PROVIDED RECORDS
= Beginning of Section =
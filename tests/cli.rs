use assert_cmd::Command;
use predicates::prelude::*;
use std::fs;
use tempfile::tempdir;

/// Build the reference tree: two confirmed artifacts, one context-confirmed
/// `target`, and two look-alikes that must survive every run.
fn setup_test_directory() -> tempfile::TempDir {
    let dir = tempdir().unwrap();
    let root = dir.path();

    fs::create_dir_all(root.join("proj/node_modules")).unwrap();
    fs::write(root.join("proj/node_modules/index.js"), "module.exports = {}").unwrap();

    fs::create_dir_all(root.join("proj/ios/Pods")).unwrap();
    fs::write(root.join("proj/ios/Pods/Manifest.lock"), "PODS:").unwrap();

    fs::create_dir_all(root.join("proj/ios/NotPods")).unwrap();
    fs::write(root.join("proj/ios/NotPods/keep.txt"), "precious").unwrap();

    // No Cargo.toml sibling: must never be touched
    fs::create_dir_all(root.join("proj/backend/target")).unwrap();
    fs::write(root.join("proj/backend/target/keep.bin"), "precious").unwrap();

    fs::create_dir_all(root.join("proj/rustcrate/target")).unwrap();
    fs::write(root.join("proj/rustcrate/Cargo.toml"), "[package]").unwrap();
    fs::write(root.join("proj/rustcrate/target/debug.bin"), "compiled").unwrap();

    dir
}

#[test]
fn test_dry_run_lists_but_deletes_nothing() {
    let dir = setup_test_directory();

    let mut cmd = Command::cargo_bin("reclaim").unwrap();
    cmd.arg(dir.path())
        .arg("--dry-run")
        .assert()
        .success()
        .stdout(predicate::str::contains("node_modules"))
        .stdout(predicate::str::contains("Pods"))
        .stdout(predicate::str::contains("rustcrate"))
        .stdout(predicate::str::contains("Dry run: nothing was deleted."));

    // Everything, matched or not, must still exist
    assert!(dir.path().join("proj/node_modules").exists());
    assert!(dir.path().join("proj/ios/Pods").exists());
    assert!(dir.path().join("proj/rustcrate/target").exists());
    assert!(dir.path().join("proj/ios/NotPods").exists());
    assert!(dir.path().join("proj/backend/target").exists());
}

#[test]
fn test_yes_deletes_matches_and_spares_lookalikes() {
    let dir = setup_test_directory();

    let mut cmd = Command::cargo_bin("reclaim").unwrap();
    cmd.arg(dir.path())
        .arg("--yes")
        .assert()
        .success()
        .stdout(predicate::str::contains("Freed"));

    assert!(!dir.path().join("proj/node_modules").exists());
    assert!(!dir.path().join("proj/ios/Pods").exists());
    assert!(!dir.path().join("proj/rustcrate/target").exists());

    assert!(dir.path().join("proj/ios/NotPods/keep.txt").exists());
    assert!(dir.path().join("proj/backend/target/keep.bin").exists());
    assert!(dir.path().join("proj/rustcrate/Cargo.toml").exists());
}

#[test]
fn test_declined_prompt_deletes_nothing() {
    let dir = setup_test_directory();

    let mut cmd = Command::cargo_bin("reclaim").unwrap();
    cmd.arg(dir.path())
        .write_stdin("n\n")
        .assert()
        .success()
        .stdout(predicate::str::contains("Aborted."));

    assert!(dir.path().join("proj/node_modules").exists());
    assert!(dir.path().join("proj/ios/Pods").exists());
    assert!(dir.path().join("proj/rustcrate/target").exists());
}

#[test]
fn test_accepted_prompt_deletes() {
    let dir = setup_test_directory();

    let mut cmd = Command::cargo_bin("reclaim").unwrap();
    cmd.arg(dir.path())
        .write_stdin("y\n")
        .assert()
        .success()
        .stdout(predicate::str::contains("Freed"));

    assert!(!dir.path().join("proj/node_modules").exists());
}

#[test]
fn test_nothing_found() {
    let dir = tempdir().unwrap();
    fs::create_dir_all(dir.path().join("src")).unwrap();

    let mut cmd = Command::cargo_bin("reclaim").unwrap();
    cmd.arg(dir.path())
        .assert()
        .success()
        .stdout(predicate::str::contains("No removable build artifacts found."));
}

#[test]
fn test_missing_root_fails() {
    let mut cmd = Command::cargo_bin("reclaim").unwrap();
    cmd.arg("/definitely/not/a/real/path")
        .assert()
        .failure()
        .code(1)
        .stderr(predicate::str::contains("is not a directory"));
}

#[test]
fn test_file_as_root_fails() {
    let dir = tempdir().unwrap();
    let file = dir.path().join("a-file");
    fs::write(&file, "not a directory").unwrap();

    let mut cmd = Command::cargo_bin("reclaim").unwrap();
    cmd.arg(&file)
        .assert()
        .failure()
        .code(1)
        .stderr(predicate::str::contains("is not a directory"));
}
= End of Section =
EXERCISE AIM
For this exercise, copy every line of the data that holds "keep".

ANSWER TO THIS TASK
    fs::write(root.join("proj/ios/NotPods/keep.txt"), "precious").unwrap();
    fs::write(root.join("proj/backend/target/keep.bin"), "precious").unwrap();
    assert!(dir.path().join("proj/ios/NotPods/keep.txt").exists());
    assert!(dir.path().join("proj/backend/target/keep.bin").exists());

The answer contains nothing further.